- ACTION ITEM -
In the entries below, find the lines with the word "argument" and copy them.

Dataset records:
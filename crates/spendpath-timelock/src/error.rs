//! Errors for the checked constructors and parsers.
//!
//! The combination algebra itself is total and never returns these.

use thiserror::Error;

use crate::kind::TimeLockKind;

#[derive(Error, Debug, Clone, PartialEq, Eq)]
pub enum TimeLockError {
    #[error("Unknown timelock kind: {0}")]
    UnknownKind(String),

    #[error("Timelock kind {0} does not carry a value")]
    UnexpectedValue(TimeLockKind),

    #[error("Timelock kind {0} requires a value")]
    MissingValue(TimeLockKind),

    #[error("Policy error: {0}")]
    Policy(String),
}
//! SpendPath Inspect — combined timelock obligations of alternative spending paths
//!
//! Reads a set of spending paths (miniscript policies or explicit timelocks)
//! and reports which timelocks bind when m of them are used together.
//!
//! # Usage
//!
//! ```bash
//! spendpath-inspect --config /path/to/spendpath.toml
//! spendpath-inspect --json      # Print the report as JSON
//! spendpath-inspect --validate  # Validate config and exit
//! ```

mod config;
mod report;

use anyhow::{Context, Result};
use std::path::PathBuf;

fn main() -> Result<()> {
    let args: Vec<String> = std::env::args().collect();

    let mut config_path = PathBuf::from("spendpath.toml");
    let mut force_json = false;
    let mut validate_only = false;

    let mut i = 1;
    while i < args.len() {
        match args[i].as_str() {
            "--config" | "-c" => {
                i += 1;
                if i < args.len() {
                    config_path = PathBuf::from(&args[i]);
                } else {
                    anyhow::bail!("--config requires a path argument");
                }
            }
            "--json" => {
                force_json = true;
            }
            "--validate" => {
                validate_only = true;
            }
            "--help" | "-h" => {
                print_help();
                return Ok(());
            }
            "--version" | "-V" => {
                println!("spendpath-inspect {}", env!("CARGO_PKG_VERSION"));
                return Ok(());
            }
            other => {
                anyhow::bail!("Unknown argument: {}", other);
            }
        }
        i += 1;
    }

    let mut inspect_config = config::InspectConfig::from_file(&config_path)
        .with_context(|| format!("Failed to load config from {}", config_path.display()))?;

    inspect_config.apply_env_overrides();
    if force_json {
        inspect_config.inspect.format = "json".to_string();
    }

    inspect_config
        .validate()
        .context("Configuration validation failed")?;

    std::env::set_var("RUST_LOG", &inspect_config.inspect.log_level);
    env_logger::init();

    if validate_only {
        println!("Configuration is valid.");
        println!("  Paths:      {}", inspect_config.paths.len());
        println!("  Threshold:  {}", inspect_config.combine.threshold);
        println!("  Format:     {}", inspect_config.inspect.format);
        return Ok(());
    }

    let report = report::Report::build(&inspect_config)?;
    if inspect_config.json_output() {
        println!("{}", report.to_json()?);
    } else {
        print!("{}", report.to_text());
    }

    Ok(())
}

fn print_help() {
    println!(
        r#"SpendPath Inspect — combined timelocks of alternative spending paths

USAGE:
    spendpath-inspect [OPTIONS]

OPTIONS:
    -c, --config <PATH>   Config file path (default: spendpath.toml)
    --json                Print the report as JSON
    --validate            Validate config file and exit
    -h, --help            Show this help message
    -V, --version         Show version

ENVIRONMENT VARIABLES (override config file):
    SPENDPATH_LOG_LEVEL   Log level (error/warn/info/debug/trace)
    SPENDPATH_FORMAT      Report format (text/json)
    SPENDPATH_THRESHOLD   Number of paths used together (m of n)

EXAMPLES:
    # 2-of-3 combination from a config file
    SPENDPATH_THRESHOLD=2 spendpath-inspect --config paths.toml

    # Validate configuration
    spendpath-inspect --config paths.toml --validate
"#
    );
}
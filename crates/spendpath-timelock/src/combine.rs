//! Threshold combination of spending paths
//!
//! Given n alternative spending paths, [`TimeLockManager::thresh`] computes the
//! timelocks that must hold when any m of them are used together. A kind is
//! kept when at least m paths require it, and its bound is the largest one
//! seen on any path.
//!
//! A path carrying `NoTimelocks` is always satisfiable, so it counts towards
//! every bounded kind that some other path requires and it lacks. The credit
//! is applied once per such path and per kind; credited counts do not feed
//! further credits.

use crate::kind::TimeLockKind;
use crate::manager::TimeLockManager;

/// Per-kind presence counts and max-merged bounds over a set of paths
#[derive(Debug, Clone, Default)]
pub(crate) struct Tally {
    counts: [usize; 5],
    merged: TimeLockManager,
}

impl Tally {
    /// Count each kind and fold every lock through the max-merge rule
    pub(crate) fn observe(managers: &[TimeLockManager]) -> Self {
        let mut tally = Self::default();
        for manager in managers {
            for lock in manager.iter() {
                tally.merged.update(lock);
                tally.counts[lock.kind().index()] += 1;
            }
        }
        tally
    }

    /// Credit `NoTimelocks` paths towards the bounded kinds they lack
    pub(crate) fn credit_unconstrained(&mut self, managers: &[TimeLockManager]) {
        let observed = self.counts;
        for manager in managers
            .iter()
            .filter(|manager| manager.has_type(TimeLockKind::NoTimelocks))
        {
            for kind in TimeLockKind::ALL.into_iter().filter(|kind| kind.is_bounded()) {
                if observed[kind.index()] > 0 && !manager.has_type(kind) {
                    self.counts[kind.index()] += 1;
                }
            }
        }
    }

    pub(crate) fn count(&self, kind: TimeLockKind) -> usize {
        self.counts[kind.index()]
    }

    /// Keep the merged locks whose count reaches `m`
    pub(crate) fn select(&self, m: usize) -> TimeLockManager {
        self.merged
            .iter()
            .filter(|lock| self.count(lock.kind()) >= m)
            .collect()
    }
}

impl TimeLockManager {
    /// Combine `managers` under an m-of-n threshold.
    ///
    /// The inputs are left untouched. An empty input or `m` above the number
    /// of paths gives an empty manager; `m == 0` keeps every kind seen.
    pub fn thresh(managers: &[TimeLockManager], m: usize) -> TimeLockManager {
        let mut tally = Tally::observe(managers);
        tally.credit_unconstrained(managers);

        log::trace!(
            "thresh {}-of-{}: counts {:?}, merged {}",
            m,
            managers.len(),
            tally.counts,
            tally.merged
        );

        tally.select(m)
    }

    /// Both paths must hold
    pub fn and(&self, other: &TimeLockManager) -> TimeLockManager {
        Self::thresh(&[self.clone(), other.clone()], 2)
    }

    /// Either path suffices
    pub fn or(&self, other: &TimeLockManager) -> TimeLockManager {
        Self::thresh(&[self.clone(), other.clone()], 1)
    }
}
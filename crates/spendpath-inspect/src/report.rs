//! Combine the configured paths and render the result.

use anyhow::Result;
use serde::Serialize;
use spendpath_timelock::TimeLockManager;
use std::fmt::Write as _;

use crate::config::InspectConfig;

/// Timelock facts of one configured path
#[derive(Debug, Clone, Serialize)]
pub struct PathReport {
    pub label: String,
    pub locks: TimeLockManager,
}

/// Outcome of an m-of-n combination
#[derive(Debug, Clone, Serialize)]
pub struct Report {
    pub threshold: usize,
    pub paths: Vec<PathReport>,
    pub combined: TimeLockManager,
    pub spendable: bool,
}

impl Report {
    /// Evaluate every path and combine them under the configured threshold
    pub fn build(config: &InspectConfig) -> Result<Self> {
        let mut paths = Vec::with_capacity(config.paths.len());
        for path in &config.paths {
            let locks = path.to_manager()?;
            log::debug!("path {}: {}", path.label, locks);
            paths.push(PathReport {
                label: path.label.clone(),
                locks,
            });
        }

        let managers: Vec<TimeLockManager> = paths.iter().map(|p| p.locks.clone()).collect();
        let threshold = config.combine.threshold;
        let combined = TimeLockManager::thresh(&managers, threshold);
        log::info!(
            "{}-of-{} combination: {}",
            threshold,
            managers.len(),
            combined
        );

        Ok(Self {
            threshold,
            spendable: combined.has_spending_path(),
            paths,
            combined,
        })
    }

    pub fn to_json(&self) -> Result<String> {
        Ok(serde_json::to_string_pretty(self)?)
    }

    pub fn to_text(&self) -> String {
        let width = self
            .paths
            .iter()
            .map(|p| p.label.len())
            .max()
            .unwrap_or(0)
            .max("combined".len());

        let mut out = String::new();
        for path in &self.paths {
            let _ = writeln!(out, "  {:<width$}  {}", path.label, path.locks);
        }
        let _ = writeln!(
            out,
            "  {:<width$}  {}  ({}-of-{})",
            "combined",
            self.combined,
            self.threshold,
            self.paths.len()
        );
        if !self.spendable {
            let _ = writeln!(out, "  no spending path remains at this threshold");
        }
        out
    }
}
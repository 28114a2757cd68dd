//! Static discovery of the variables a PowerShell script references.
//!
//! The script is tokenized with PowerShell's lexical rules and every variable
//! token is collected. String interpolation is opaque to that pass, so the raw
//! text of every string literal is also scanned for `$name` and `${any text}`.
//! This over-matches (literal text that looks like a variable) and
//! under-matches (names built dynamically), and that is accepted: names the
//! caller's context does not define are simply dropped.

use std::collections::HashMap;
use std::sync::LazyLock;

use regex::Regex;

static STRING_VARIABLE: LazyLock<Regex> = LazyLock::new(|| {
    Regex::new(r"\$([a-zA-Z0-9_]+)|\$\{([^}]+)\}").expect("variable pattern is valid")
});

/// Source of values for discovered variables.
pub trait VariableContext {
    /// The value of a variable, or `None` when it is not defined.
    fn try_get_variable(&self, name: &str) -> Option<String>;
}

impl VariableContext for HashMap<String, String> {
    fn try_get_variable(&self, name: &str) -> Option<String> {
        self.get(name).cloned().or_else(|| {
            self.iter()
                .find(|(key, _)| names_equal(key, name))
                .map(|(_, value)| value.clone())
        })
    }
}

impl<F> VariableContext for F
where
    F: Fn(&str) -> Option<String>,
{
    fn try_get_variable(&self, name: &str) -> Option<String> {
        self(name)
    }
}

/// Case-insensitive comparison of variable names.
pub fn names_equal(a: &str, b: &str) -> bool {
    a.chars()
        .flat_map(char::to_lowercase)
        .eq(b.chars().flat_map(char::to_lowercase))
}

/// Whether a discovered name may be injected as a variable: letters, digits,
/// `_` and `-` only.
pub fn is_legal_variable_name(name: &str) -> bool {
    !name.is_empty()
        && name
            .chars()
            .all(|c| c.is_alphanumeric() || c == '_' || c == '-')
}

/// Names of every variable the script references, deduplicated
/// case-insensitively, in order of first appearance.
pub fn discover_variables(script: &str) -> Vec<String> {
    let mut found: Vec<String> = Vec::new();
    let mut add = |name: &str| {
        if !name.is_empty() && !found.iter().any(|seen| names_equal(seen, name)) {
            found.push(name.to_string());
        }
    };

    let tokens = tokenize(script);
    for token in &tokens {
        if let Token::Variable(name) = token {
            add(name);
        }
    }
    for token in &tokens {
        if let Token::StringLiteral(text) = token {
            for caps in STRING_VARIABLE.captures_iter(text) {
                if let Some(name) = caps.get(1).or_else(|| caps.get(2)) {
                    add(name.as_str());
                }
            }
        }
    }
    found
}

/// Discover the script's variables and look up the legal ones in `context`.
///
/// A referenced variable the context leaves unset is not materialized.
pub fn extract_variables<C>(script: &str, context: &C) -> HashMap<String, String>
where
    C: VariableContext + ?Sized,
{
    discover_variables(script)
        .into_iter()
        .filter(|name| is_legal_variable_name(name))
        .filter_map(|name| context.try_get_variable(&name).map(|value| (name, value)))
        .collect()
}

#[derive(Debug, Clone, PartialEq, Eq)]
enum Token {
    Variable(String),
    /// Raw text between the delimiters of a string literal.
    StringLiteral(String),
}

fn tokenize(script: &str) -> Vec<Token> {
    Lexer {
        chars: script.chars().collect(),
        pos: 0,
        tokens: Vec::new(),
    }
    .run()
}

struct Lexer {
    chars: Vec<char>,
    pos: usize,
    tokens: Vec<Token>,
}

impl Lexer {
    fn peek(&self, offset: usize) -> Option<char> {
        self.chars.get(self.pos + offset).copied()
    }

    fn at_word_start(&self) -> bool {
        self.pos == 0
            || self.chars[self.pos - 1].is_whitespace()
            || matches!(self.chars[self.pos - 1], ';' | '(' | '{' | '}' | ')' | '|')
    }

    fn run(mut self) -> Vec<Token> {
        while let Some(c) = self.peek(0) {
            match c {
                '<' if self.peek(1) == Some('#') => self.block_comment(),
                '#' if self.at_word_start() => self.line_comment(),
                '@' if matches!(self.peek(1), Some('"' | '\'')) && self.here_string_opens() => {
                    self.here_string()
                }
                // Splat; inside a word `@` is just a character.
                '@' if self.at_word_start() && self.peek(1).is_some_and(is_identifier_char) => {
                    self.pos += 1;
                    let name = self.identifier();
                    self.tokens.push(Token::Variable(name));
                }
                '"' => self.expandable_string(),
                '\'' => self.literal_string(),
                '$' => self.variable(),
                '`' => self.pos += 2,
                _ => self.pos += 1,
            }
        }
        self.tokens
    }

    fn line_comment(&mut self) {
        while let Some(c) = self.peek(0) {
            if c == '\n' {
                break;
            }
            self.pos += 1;
        }
    }

    fn block_comment(&mut self) {
        self.pos += 2;
        while let Some(c) = self.peek(0) {
            if c == '#' && self.peek(1) == Some('>') {
                self.pos += 2;
                return;
            }
            self.pos += 1;
        }
    }

    /// `@"` or `@'` opens a here-string only when the rest of the line is blank.
    fn here_string_opens(&self) -> bool {
        let mut i = self.pos + 2;
        while let Some(&c) = self.chars.get(i) {
            match c {
                '\n' => return true,
                c if c.is_whitespace() => i += 1,
                _ => return false,
            }
        }
        false
    }

    fn here_string(&mut self) {
        let quote = self.chars[self.pos + 1];
        while self.peek(0).is_some_and(|c| c != '\n') {
            self.pos += 1;
        }
        self.pos += 1;
        let start = self.pos;
        // Closes at a line starting with the quote followed by `@`.
        let mut line_start = true;
        while let Some(c) = self.peek(0) {
            if line_start && c == quote && self.peek(1) == Some('@') {
                let text: String = self.chars[start..self.pos].iter().collect();
                self.tokens.push(Token::StringLiteral(text));
                self.pos += 2;
                return;
            }
            line_start = c == '\n';
            self.pos += 1;
        }
        let text: String = self.chars[start.min(self.chars.len())..].iter().collect();
        self.tokens.push(Token::StringLiteral(text));
    }

    fn expandable_string(&mut self) {
        self.pos += 1;
        let start = self.pos;
        while let Some(c) = self.peek(0) {
            match c {
                '`' => self.pos += 2,
                '"' if self.peek(1) == Some('"') => self.pos += 2,
                '"' => {
                    let text: String = self.chars[start..self.pos].iter().collect();
                    self.tokens.push(Token::StringLiteral(text));
                    self.pos += 1;
                    return;
                }
                _ => self.pos += 1,
            }
        }
        let text: String = self.chars[start.min(self.chars.len())..].iter().collect();
        self.tokens.push(Token::StringLiteral(text));
    }

    fn literal_string(&mut self) {
        self.pos += 1;
        let start = self.pos;
        while let Some(c) = self.peek(0) {
            if c == '\'' {
                if self.peek(1) == Some('\'') {
                    self.pos += 2;
                    continue;
                }
                let text: String = self.chars[start..self.pos].iter().collect();
                self.tokens.push(Token::StringLiteral(text));
                self.pos += 1;
                return;
            }
            self.pos += 1;
        }
        let text: String = self.chars[start..].iter().collect();
        self.tokens.push(Token::StringLiteral(text));
    }

    fn variable(&mut self) {
        self.pos += 1;
        match self.peek(0) {
            Some('{') => {
                self.pos += 1;
                let mut name = String::new();
                while let Some(c) = self.peek(0) {
                    match c {
                        '}' => {
                            self.pos += 1;
                            break;
                        }
                        '`' => {
                            if let Some(escaped) = self.peek(1) {
                                name.push(escaped);
                            }
                            self.pos += 2;
                        }
                        _ => {
                            name.push(c);
                            self.pos += 1;
                        }
                    }
                }
                self.tokens.push(Token::Variable(name));
            }
            Some(c @ ('$' | '?' | '^')) => {
                self.pos += 1;
                self.tokens.push(Token::Variable(c.to_string()));
            }
            Some(c) if is_identifier_char(c) => {
                let mut name = self.identifier();
                // Scope or drive qualifier, e.g. `$env:PATH`.
                if self.peek(0) == Some(':')
                    && self.peek(1) != Some(':')
                    && self.peek(1).is_some_and(is_identifier_char)
                {
                    self.pos += 1;
                    name.push(':');
                    name.push_str(&self.identifier());
                }
                self.tokens.push(Token::Variable(name));
            }
            // `$(` subexpressions and a lone `$` are not variables.
            _ => {}
        }
    }

    fn identifier(&mut self) -> String {
        let mut name = String::new();
        while let Some(c) = self.peek(0) {
            if !is_identifier_char(c) {
                break;
            }
            name.push(c);
            self.pos += 1;
        }
        name
    }
}

fn is_identifier_char(c: char) -> bool {
    c.is_alphanumeric() || c == '_'
}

- FINISHED EXERCISE -
                    anyhow::bail!("--config requires a path argument");
                anyhow::bail!("Unknown argument: {}", other);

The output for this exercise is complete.